Now, let’s move on to another one of your writing works. Can you tell readers what is “The Fabulous Fable of Goshio the Fish”?

It’s a short story that I wrote to depict my thoughts on modern businesses. Actually, I prefer to use this story in seminars because it illustrates the real challenges that entrepreneurs face in our days. 

I think that a company must establish the value of the product considering the context and the surroundings of the buyers/users. Let’s take a product to illustrate this point. If you sell flowers, some customers will buy them to give their wives on their anniversary. Others may need it to decorate a salon and others for a funeral. In all these cases the context varies and so does the product’s value. Nonetheless, the product in itself hasn’t changed. 

What drove you to write about business in such a unique format (a fable)?

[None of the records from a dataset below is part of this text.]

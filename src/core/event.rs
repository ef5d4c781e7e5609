//! # Navigation Events
//!
//! Everything that can happen to the navigation tree becomes a
//! [`NavEvent`]. User taps a row? That's `PushView`. Back gesture on a
//! modal? That's `DismissModal`. The reducer is the only consumer.
//!
//! Most events carry an optional target tag. `None` means "the current
//! screen": the reducer substitutes the tag of the container that was
//! visible before the event. Events with no notion of a current screen
//! (`AppForegroundChanged`, `ShowAlert`) carry no tag at all.

use crate::core::container::{Container, ContainerTag};

/// A navigation intent. Feed these to [`crate::store::Store::fire`].
#[derive(Debug, Clone, PartialEq)]
pub enum NavEvent<V> {
    /// Select a different child of a tab group.
    ChangeTabIndex {
        tag: Option<ContainerTag>,
        index: usize,
    },
    /// Attach `modal` on top of the targeted container, replacing any
    /// modal already presented there.
    PresentModal {
        over: Option<ContainerTag>,
        modal: Container<V>,
    },
    /// Clear the targeted container's modal. With no tag, targets the
    /// host of the currently visible modal chain.
    DismissModal { tag: Option<ContainerTag> },
    /// Lay a single view over the targeted container without replacing
    /// its content. Refused when an overlay is already up there.
    ShowOverlay {
        tag: Option<ContainerTag>,
        overlay: V,
    },
    /// Clear the targeted container's overlay. With no tag, targets the
    /// container whose overlay is currently on screen.
    DismissOverlay { tag: Option<ContainerTag> },
    /// Append a view to the targeted stack.
    PushView { tag: Option<ContainerTag>, view: V },
    /// Drop the targeted stack's top view. A no-op on a single-view
    /// stack.
    PopView { tag: Option<ContainerTag> },
    /// Swap the targeted stack's top view.
    ReplaceTopView { tag: Option<ContainerTag>, view: V },
    /// Replace the targeted stack's whole view list. The replacement
    /// must be non-empty or the event is absorbed.
    ReplaceStack { tag: ContainerTag, views: Vec<V> },
    /// Truncate the targeted stack so `view` is on top. `None` (or a
    /// view not present, under the default policy) truncates to the
    /// first view.
    UnwindToView { tag: ContainerTag, view: Option<V> },
    /// Swap out the entire tree.
    ReplaceRoot { root: Container<V> },
    /// The host app moved between foreground and background.
    AppForegroundChanged { foreground: bool },
    /// Ask the presentation layer to show an alert dialog. Pure
    /// pass-through; the tree is untouched.
    ShowAlert { alert: AlertSpec },
}

/// What an alert dialog should say. Rendering is the presentation
/// layer's problem.
#[derive(Debug, Clone, PartialEq, Eq)]
pub struct AlertSpec {
    pub title: String,
    pub message: String,
    pub buttons: Vec<String>,
}

impl<V> NavEvent<V> {
    /// Short name for diagnostics, so the store can log events without
    /// requiring `V: Debug`.
    pub fn kind(&self) -> &'static str {
        match self {
            NavEvent::ChangeTabIndex { .. } => "change-tab-index",
            NavEvent::PresentModal { .. } => "present-modal",
            NavEvent::DismissModal { .. } => "dismiss-modal",
            NavEvent::ShowOverlay { .. } => "show-overlay",
            NavEvent::DismissOverlay { .. } => "dismiss-overlay",
            NavEvent::PushView { .. } => "push-view",
            NavEvent::PopView { .. } => "pop-view",
            NavEvent::ReplaceTopView { .. } => "replace-top-view",
            NavEvent::ReplaceStack { .. } => "replace-stack",
            NavEvent::UnwindToView { .. } => "unwind-to-view",
            NavEvent::ReplaceRoot { .. } => "replace-root",
            NavEvent::AppForegroundChanged { .. } => "app-foreground-changed",
            NavEvent::ShowAlert { .. } => "show-alert",
        }
    }
}
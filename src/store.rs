//! # Store Harness
//!
//! Owns the [`NavigationState`], runs the reducer, and fans results out:
//!
//! ```text
//! fire(event) ─► reduce ─► state' ─► command listeners ─► subscribers
//!                                        │
//!                                        └─ sink.fire(..) queued, runs
//!                                           after this notification
//! ```
//!
//! Single-threaded by construction: `fire` takes `&mut self`, so the
//! borrow checker already rules out re-entrant mutation. Listeners that
//! want to navigate in response to a command get an [`EventSink`]:
//! events pushed there are processed, in order, after the current
//! notification round completes. Nothing is dropped, nothing is
//! reordered.
//!
//! Subscription is explicit and scoped to this store instance. There is
//! no process-global router: whoever constructs the store decides who
//! listens, and unsubscribes them when their scope ends.
//!
//! The store is also where no-op diagnostics live (the core stays
//! silent): absorbed events are logged at debug level so a developer can
//! see navigation requests that went nowhere.

use std::collections::VecDeque;

use log::debug;

use crate::core::back::{BackAction, resolve_back};
use crate::core::command::NavCommand;
use crate::core::container::{Container, ContainerTag, NavigationState, StackState};
use crate::core::event::NavEvent;
use crate::core::policy::ReducerPolicy;
use crate::core::reducer::reduce_with;

/// Handle returned by `subscribe`/`on_command`, used to unsubscribe.
#[derive(Debug, Clone, Copy, PartialEq, Eq, Hash)]
pub struct SubscriptionId(u64);

/// Queue handed to command listeners for follow-up navigation.
pub struct EventSink<V> {
    queued: Vec<NavEvent<V>>,
}

impl<V> EventSink<V> {
    fn new() -> Self {
        EventSink { queued: Vec::new() }
    }

    /// Queues an event to be fired after the current notification round.
    pub fn fire(&mut self, event: NavEvent<V>) {
        self.queued.push(event);
    }
}

type CommandListener<V> = Box<dyn FnMut(&NavCommand, &mut EventSink<V>)>;
type StateSubscriber<V> = Box<dyn FnMut(&NavigationState<V>)>;

/// Single-threaded reducer harness for one navigation session.
pub struct Store<V> {
    state: NavigationState<V>,
    policy: ReducerPolicy,
    command_listeners: Vec<(SubscriptionId, CommandListener<V>)>,
    subscribers: Vec<(SubscriptionId, StateSubscriber<V>)>,
    next_id: u64,
}

impl<V: Clone + PartialEq> Store<V> {
    pub fn new(initial: NavigationState<V>) -> Self {
        Store::with_policy(initial, ReducerPolicy::default())
    }

    pub fn with_policy(initial: NavigationState<V>, policy: ReducerPolicy) -> Self {
        Store {
            state: initial,
            policy,
            command_listeners: Vec::new(),
            subscribers: Vec::new(),
            next_id: 0,
        }
    }

    pub fn state(&self) -> &NavigationState<V> {
        &self.state
    }

    pub fn visible_container(&self) -> &StackState<V> {
        self.state.visible_container()
    }

    pub fn visible_view(&self) -> &V {
        self.state.visible_view()
    }

    pub fn find_by_tag(&self, tag: &ContainerTag) -> Option<&Container<V>> {
        self.state.find_by_tag(tag)
    }

    /// What a back gesture should do right now.
    pub fn resolve_back(&self) -> BackAction {
        resolve_back(&self.state)
    }

    fn fresh_id(&mut self) -> SubscriptionId {
        let id = SubscriptionId(self.next_id);
        self.next_id += 1;
        id
    }

    /// Registers a command listener, notified before state subscribers.
    pub fn on_command(
        &mut self,
        listener: impl FnMut(&NavCommand, &mut EventSink<V>) + 'static,
    ) -> SubscriptionId {
        let id = self.fresh_id();
        self.command_listeners.push((id, Box::new(listener)));
        id
    }

    /// Registers a state subscriber, notified after every event.
    pub fn subscribe(
        &mut self,
        subscriber: impl FnMut(&NavigationState<V>) + 'static,
    ) -> SubscriptionId {
        let id = self.fresh_id();
        self.subscribers.push((id, Box::new(subscriber)));
        id
    }

    /// Drops the listener or subscriber behind `id`. Returns whether
    /// anything was removed.
    pub fn unsubscribe(&mut self, id: SubscriptionId) -> bool {
        let before = self.command_listeners.len() + self.subscribers.len();
        self.command_listeners.retain(|(lid, _)| *lid != id);
        self.subscribers.retain(|(sid, _)| *sid != id);
        before != self.command_listeners.len() + self.subscribers.len()
    }

    /// Applies `event` synchronously, notifies command listeners then
    /// state subscribers, then drains any events listeners queued,
    /// each one getting the same full treatment, in order. Returns the
    /// command produced by `event` itself.
    pub fn fire(&mut self, event: NavEvent<V>) -> NavCommand {
        let mut queue = VecDeque::new();
        queue.push_back(event);
        let mut first_command = None;

        while let Some(event) = queue.pop_front() {
            let kind = event.kind();
            let (next, command) = reduce_with(self.policy, &self.state, event);

            if command == NavCommand::HiddenUpdate && next == self.state {
                debug!("event '{kind}' absorbed: no targetable container or invariant no-op");
            } else {
                debug!("event '{kind}' -> command '{}'", command.kind());
            }
            self.state = next;

            let mut sink = EventSink::new();
            for (_, listener) in &mut self.command_listeners {
                listener(&command, &mut sink);
            }
            for (_, subscriber) in &mut self.subscribers {
                subscriber(&self.state);
            }
            queue.extend(sink.queued);

            if first_command.is_none() {
                first_command = Some(command);
            }
        }

        first_command.unwrap_or(NavCommand::HiddenUpdate)
    }
}

#[cfg(test)]
mod tests {
    use super::*;
    use crate::core::container::Container;
    use crate::test_support::{nav, stack, tabs_root};
    use std::cell::RefCell;
    use std::rc::Rc;

    #[test]
    fn test_fire_returns_command_and_updates_state() {
        let mut store = Store::new(nav(Container::Stack(stack("main", &["A"]))));
        let cmd = store.fire(NavEvent::PushView {
            tag: None,
            view: "B",
        });
        assert_eq!(
            cmd,
            NavCommand::ViewPushed {
                tag: "main".into(),
                visible_changed: true
            }
        );
        assert_eq!(store.visible_view(), &"B");
    }

    #[test]
    fn test_listeners_observe_commands_in_fire_order() {
        let seen = Rc::new(RefCell::new(Vec::new()));
        let mut store = Store::new(nav(Container::Stack(stack("main", &["A"]))));
        let sink_log = seen.clone();
        store.on_command(move |cmd, _| sink_log.borrow_mut().push(cmd.kind()));

        store.fire(NavEvent::PushView {
            tag: None,
            view: "B",
        });
        store.fire(NavEvent::PopView { tag: None });
        store.fire(NavEvent::PopView { tag: None });

        assert_eq!(
            *seen.borrow(),
            vec!["view-pushed", "view-popped", "hidden-update"]
        );
    }

    #[test]
    fn test_state_subscribers_run_after_command_listeners() {
        let order = Rc::new(RefCell::new(Vec::new()));
        let mut store = Store::new(nav(Container::Stack(stack("main", &["A"]))));

        let subscriber_order = order.clone();
        store.subscribe(move |_| subscriber_order.borrow_mut().push("state"));
        let listener_order = order.clone();
        store.on_command(move |_, _| listener_order.borrow_mut().push("command"));

        store.fire(NavEvent::PushView {
            tag: None,
            view: "B",
        });
        assert_eq!(*order.borrow(), vec!["command", "state"]);
    }

    #[test]
    fn test_listener_queued_events_run_after_notification() {
        // A listener that reacts to the first push by navigating again.
        // Its event must be processed after the full notification round
        // for the original event, and the outer fire() must still
        // return the original command.
        let seen = Rc::new(RefCell::new(Vec::new()));
        let mut store = Store::new(nav(Container::Stack(stack("main", &["A"]))));

        let log = seen.clone();
        store.on_command(move |cmd, sink| {
            log.borrow_mut().push(cmd.kind());
            if let NavCommand::ViewPushed { .. } = cmd
                && log.borrow().iter().filter(|k| **k == "view-pushed").count() == 1
            {
                sink.fire(NavEvent::PushView {
                    tag: None,
                    view: "C",
                });
            }
        });

        let cmd = store.fire(NavEvent::PushView {
            tag: None,
            view: "B",
        });
        assert_eq!(
            cmd,
            NavCommand::ViewPushed {
                tag: "main".into(),
                visible_changed: true
            }
        );
        assert_eq!(*seen.borrow(), vec!["view-pushed", "view-pushed"]);
        assert_eq!(store.visible_container().views(), &["A", "B", "C"]);
    }

    #[test]
    fn test_unsubscribe_stops_notifications() {
        let count = Rc::new(RefCell::new(0));
        let mut store = Store::new(nav(Container::Stack(stack("main", &["A"]))));

        let counter = count.clone();
        let id = store.subscribe(move |_| *counter.borrow_mut() += 1);

        store.fire(NavEvent::PushView {
            tag: None,
            view: "B",
        });
        assert!(store.unsubscribe(id));
        assert!(!store.unsubscribe(id));
        store.fire(NavEvent::PopView { tag: None });

        assert_eq!(*count.borrow(), 1);
    }

    #[test]
    fn test_store_back_resolution_round_trip() {
        let mut root = Container::Stack(stack("main", &["X"]));
        root.attach_modal(Container::Stack(stack("m", &["A"]).cancellable(true)));
        let mut store = Store::new(nav(root));

        let action = store.resolve_back();
        assert_eq!(action, BackAction::DismissModal { host: "main".into() });
        let event = action.to_event().unwrap();
        store.fire(event);
        assert_eq!(store.visible_view(), &"X");
        assert_eq!(store.resolve_back(), BackAction::Terminate);
    }

    #[test]
    fn test_queries_reach_nested_containers() {
        let mut store = Store::new(nav(tabs_root()));
        store.fire(NavEvent::PresentModal {
            over: Some("tabs".into()),
            modal: Container::Stack(stack("m", &["M"])),
        });
        assert!(store.find_by_tag(&"t1".into()).is_some());
        assert_eq!(store.visible_container().tag.as_str(), "m");
    }

    fn fresh_noop_store() -> Store<&'static str> {
        Store::new(nav(Container::Stack(stack("main", &["A"]))))
    }

    #[test]
    fn test_absorbed_event_still_notifies() {
        let seen = Rc::new(RefCell::new(Vec::new()));
        let mut store = fresh_noop_store();
        let log = seen.clone();
        store.on_command(move |cmd, _| log.borrow_mut().push(cmd.kind()));

        store.fire(NavEvent::PopView {
            tag: Some("ghost".into()),
        });
        assert_eq!(*seen.borrow(), vec!["hidden-update"]);
    }
}
//! # Transition Machine
//!
//! The presenter may only run one visual transition at a time, but
//! commands keep coming. A bare busy flag would have to drop commands
//! that race an in-flight transition, losing navigation. This machine
//! queues them instead:
//!
//! ```text
//!            offer(cmd)                    deadline reached
//!   Idle ───────────────► Animating ──────────────────────► Idle
//!    ▲   (visible change)     │                               │
//!    │                        │ offer(cmd): push to pending   │
//!    └────────────────────────┴── drain pending, in order ◄───┘
//! ```
//!
//! Commands without a visible change present immediately (they need no
//! animation); commands with one start an animation window and anything
//! arriving inside it waits its turn. Nothing is ever dropped.

use std::collections::VecDeque;
use std::time::{Duration, Instant};

use crate::core::command::NavCommand;

#[derive(Debug, Clone, Copy, PartialEq, Eq)]
enum TransitionState {
    Idle,
    Animating { until: Instant },
}

/// Serializes visible transitions; queues commands arriving mid-flight.
pub struct TransitionQueue {
    state: TransitionState,
    pending: VecDeque<NavCommand>,
    duration: Duration,
}

impl TransitionQueue {
    pub fn new(duration: Duration) -> Self {
        TransitionQueue {
            state: TransitionState::Idle,
            pending: VecDeque::new(),
            duration,
        }
    }

    pub fn is_animating(&self) -> bool {
        matches!(self.state, TransitionState::Animating { .. })
    }

    pub fn pending_len(&self) -> usize {
        self.pending.len()
    }

    /// Hands a fresh command to the machine. Returns every command that
    /// becomes presentable right now (possibly older queued ones first).
    pub fn offer(&mut self, command: NavCommand, now: Instant) -> Vec<NavCommand> {
        self.pending.push_back(command);
        self.drain(now)
    }

    /// Advances time. Returns commands whose turn has come.
    pub fn tick(&mut self, now: Instant) -> Vec<NavCommand> {
        self.drain(now)
    }

    fn drain(&mut self, now: Instant) -> Vec<NavCommand> {
        if let TransitionState::Animating { until } = self.state {
            if now < until {
                return Vec::new();
            }
            self.state = TransitionState::Idle;
        }

        let mut presented = Vec::new();
        while let Some(command) = self.pending.pop_front() {
            let animates = command.visible_changed();
            presented.push(command);
            if animates {
                self.state = TransitionState::Animating {
                    until: now + self.duration,
                };
                break;
            }
        }
        presented
    }
}
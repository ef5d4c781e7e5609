//! # The Reducer
//!
//! ```text
//! NavigationState + NavEvent  →  reduce()  →  (NavigationState, NavCommand)
//! ```
//!
//! Pure and total: no I/O, and every event produces a command. When an
//! event cannot be honored (unknown tag, wrong container kind, or a
//! request the invariants forbid) it is silently absorbed: the state
//! comes back unchanged by value and the command is `HiddenUpdate`.
//! Navigation requests never crash the session.
//!
//! Command discipline: a structural command is only emitted when the
//! change could matter on screen. Pushes, pops, and replaces report
//! themselves only when they hit the container that was visible *before*
//! the event; tab switches and modal changes report themselves only when
//! the visible leaf actually changed; overlay changes report themselves
//! only when the overlay actually on screen changed (and never set
//! `visible_changed`, since the leaf is untouched). Everything else,
//! including real mutations happening under a modal, is a `HiddenUpdate`
//! and the presenter must not animate for it.

use crate::core::command::NavCommand;
use crate::core::container::{Container, NavigationState};
use crate::core::event::NavEvent;
use crate::core::policy::{ReducerPolicy, UnwindMissPolicy};

/// Applies one event with the default policy.
pub fn reduce<V>(
    state: &NavigationState<V>,
    event: NavEvent<V>,
) -> (NavigationState<V>, NavCommand)
where
    V: Clone + PartialEq,
{
    reduce_with(ReducerPolicy::default(), state, event)
}

/// Applies one event. The returned state is a fresh value; the input is
/// never mutated.
pub fn reduce_with<V>(
    policy: ReducerPolicy,
    state: &NavigationState<V>,
    event: NavEvent<V>,
) -> (NavigationState<V>, NavCommand)
where
    V: Clone + PartialEq,
{
    // Everything below compares against the pre-event visible leaf.
    let pre_visible_tag = state.visible_container().tag.clone();
    let pre_visible_view = state.visible_view().clone();
    let mut next = state.clone();

    let command = match event {
        NavEvent::ChangeTabIndex { tag, index } => {
            let target = tag.unwrap_or_else(|| pre_visible_tag.clone());
            let applied = match next.root.find_by_tag_mut(&target) {
                Some(Container::Tabs(tabs)) => tabs.select(index),
                _ => false,
            };
            if applied && next.visible_view() != &pre_visible_view {
                NavCommand::TabChanged {
                    tag: target,
                    index,
                    visible_changed: true,
                }
            } else {
                NavCommand::HiddenUpdate
            }
        }

        NavEvent::PresentModal { over, modal } => {
            let target = over.unwrap_or_else(|| pre_visible_tag.clone());
            let applied = match next.root.find_by_tag_mut(&target) {
                Some(host) => {
                    host.attach_modal(modal);
                    true
                }
                None => false,
            };
            if applied && next.visible_view() != &pre_visible_view {
                NavCommand::ModalPresented {
                    over: target,
                    previous_visible: pre_visible_tag.clone(),
                    visible_changed: true,
                }
            } else {
                NavCommand::HiddenUpdate
            }
        }

        NavEvent::DismissModal { tag } => {
            // The visible container never carries a modal (the modal
            // would be visible instead), so the tagless default is the
            // host of the visible modal chain.
            let target = tag.or_else(|| state.root.visible_modal_host().cloned());
            match target {
                Some(target) => {
                    let applied = match next.root.find_by_tag_mut(&target) {
                        Some(host) => host.detach_modal(),
                        None => false,
                    };
                    if applied && next.visible_view() != &pre_visible_view {
                        NavCommand::ModalDismissed {
                            host: target,
                            previous_visible: pre_visible_tag.clone(),
                            visible_changed: true,
                        }
                    } else {
                        NavCommand::HiddenUpdate
                    }
                }
                None => NavCommand::HiddenUpdate,
            }
        }

        NavEvent::ShowOverlay { tag, overlay } => {
            let pre_overlay = state.root.visible_overlay().cloned();
            let target = tag.unwrap_or_else(|| pre_visible_tag.clone());
            let applied = match next.root.find_by_tag_mut(&target) {
                Some(host) => host.show_overlay(overlay),
                None => false,
            };
            if applied && next.root.visible_overlay() != pre_overlay.as_ref() {
                NavCommand::OverlayShown { tag: target }
            } else {
                NavCommand::HiddenUpdate
            }
        }

        NavEvent::DismissOverlay { tag } => {
            let pre_overlay = state.root.visible_overlay().cloned();
            let target = tag.or_else(|| state.root.visible_overlay_host().cloned());
            match target {
                Some(target) => {
                    let applied = match next.root.find_by_tag_mut(&target) {
                        Some(host) => host.dismiss_overlay(),
                        None => false,
                    };
                    if applied && next.root.visible_overlay() != pre_overlay.as_ref() {
                        NavCommand::OverlayDismissed { tag: target }
                    } else {
                        NavCommand::HiddenUpdate
                    }
                }
                None => NavCommand::HiddenUpdate,
            }
        }

        NavEvent::PushView { tag, view } => {
            let target = tag.unwrap_or_else(|| pre_visible_tag.clone());
            let applied = match next.root.find_by_tag_mut(&target) {
                Some(Container::Stack(stack)) => {
                    stack.push(view);
                    true
                }
                _ => false,
            };
            if applied && target == pre_visible_tag {
                let visible_changed = next.visible_view() != &pre_visible_view;
                NavCommand::ViewPushed {
                    tag: target,
                    visible_changed,
                }
            } else {
                NavCommand::HiddenUpdate
            }
        }

        NavEvent::PopView { tag } => {
            let target = tag.unwrap_or_else(|| pre_visible_tag.clone());
            let applied = match next.root.find_by_tag_mut(&target) {
                Some(Container::Stack(stack)) => stack.pop(),
                _ => false,
            };
            if applied && target == pre_visible_tag {
                let visible_changed = next.visible_view() != &pre_visible_view;
                NavCommand::ViewPopped {
                    tag: target,
                    visible_changed,
                }
            } else {
                NavCommand::HiddenUpdate
            }
        }

        NavEvent::ReplaceTopView { tag, view } => {
            let target = tag.unwrap_or_else(|| pre_visible_tag.clone());
            let applied = match next.root.find_by_tag_mut(&target) {
                Some(Container::Stack(stack)) => {
                    stack.replace_top(view);
                    true
                }
                _ => false,
            };
            if applied && target == pre_visible_tag {
                let visible_changed = next.visible_view() != &pre_visible_view;
                NavCommand::ViewReplaced {
                    tag: target,
                    visible_changed,
                }
            } else {
                NavCommand::HiddenUpdate
            }
        }

        NavEvent::ReplaceStack { tag, views } => {
            let applied = match next.root.find_by_tag_mut(&tag) {
                Some(Container::Stack(stack)) => stack.replace_views(views),
                _ => false,
            };
            if applied && tag == pre_visible_tag {
                let visible_changed = next.visible_view() != &pre_visible_view;
                NavCommand::ViewPopped {
                    tag,
                    visible_changed,
                }
            } else {
                NavCommand::HiddenUpdate
            }
        }

        NavEvent::UnwindToView { tag, view } => {
            let dropped = match next.root.find_by_tag_mut(&tag) {
                Some(Container::Stack(stack)) => match view {
                    Some(view) => match stack.unwind_to(&view) {
                        Some(dropped) => dropped,
                        None => match policy.unwind_miss {
                            UnwindMissPolicy::TruncateToFirst => stack.unwind_to_first(),
                            UnwindMissPolicy::Ignore => 0,
                        },
                    },
                    None => stack.unwind_to_first(),
                },
                _ => 0,
            };
            if dropped > 0 && tag == pre_visible_tag {
                let visible_changed = next.visible_view() != &pre_visible_view;
                NavCommand::ViewPopped {
                    tag,
                    visible_changed,
                }
            } else {
                NavCommand::HiddenUpdate
            }
        }

        NavEvent::ReplaceRoot { root } => {
            next.root = root;
            NavCommand::RootChanged {
                previous_visible: pre_visible_tag.clone(),
                visible_changed: true,
            }
        }

        NavEvent::AppForegroundChanged { foreground } => {
            next.app_in_foreground = foreground;
            NavCommand::ForegroundChanged { foreground }
        }

        NavEvent::ShowAlert { alert } => NavCommand::AlertRequested { alert },
    };

    (next, command)
}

It’s easier for people to understand a concept if presented with a metaphor. Thus, I decided to compare entrepreneurial activities with the life of a fish in an aquarium. When the aquarium is stable, so is the fish. It is happy, it can do whatever it wants, in other words, it feels like the master of its destiny. However, the aquarium eventually shakes or moves, and this affects those living in it. In the story, this happens when Goshio wants to swim south, but suddenly the aquarium is leaning to the north. Like many companies, Goshio doesn’t have a happy ending as he swims against the tie and ends up dying in the icy Arctic. 

That’s certainly a good way to put it! You say that, in Business Incognita: How to Expand the Boundaries of Entrepreneurial Thinking, you present an innovative approach. It must have been a real challenge for you to write such a book! Is that why it took you 6 years to write it? 

In part, yes, but mainly it took so long because I conducted thorough research. One of my main goals was to show entrepreneurs that their struggles are not always where they think they are. Therefore, if they don’t know where the problem begins, they can’t solve it. My theory is that if a businessperson can understand the rules of entrepreneurship in depth, he/she would be able to understand the current market trends and predict possible outcomes. In other words, they can know in advance which way the aquarium will lean next time. 

Hence, I spent a good part of these six years researching and found nearly 1,000 patterns of entrepreneurial activities of whom I included 167 in Business Incognita

What do you mean by “entrepreneurial activities”?

I use this concept to describe an activity that can only be conducted in a particular context. It encompasses many aspects including management, teaching a product’s value to an audience, and the entrepreneurs’ desire to use their resources wisely and reach their goals. 

Based on all this research, what advice would you give to young entrepreneurs?

I would invite them to see that there can be two completely different points of view regarding a product’s value: the entrepreneur’s and the user’s. From my perspective, in most cases, these two find themselves so separate from each other that they are like two stars located in faraway galaxies. This fact is the main reason why 7 out of 10 entrepreneurs fail before their businesses reach their fifth business anniversary. In general, the issue is very simple: the entrepreneur sees value in his/her product while the user doesn’t.

Then I would recommend listening to John Archibald Wheeler’s advice: break the glass and step outside, where your audience works and lives. From this new position, we must analyze how an average user from our targeted audience understands our product’s value.

There’s an old American saying that goes “what would you do in my shoes?” These words hold the key. We must put ourselves in an average user’s shoes and see what they see. The first thing we’ll notice is whether our message is reaching this person or not, and the answer lies not only in the product but also in the context of the entire activity.

Finally, my third recommendation: an entrepreneur’s uniqueness and personality matter, therefore, make sure to be yourself and fully committed to your personal development.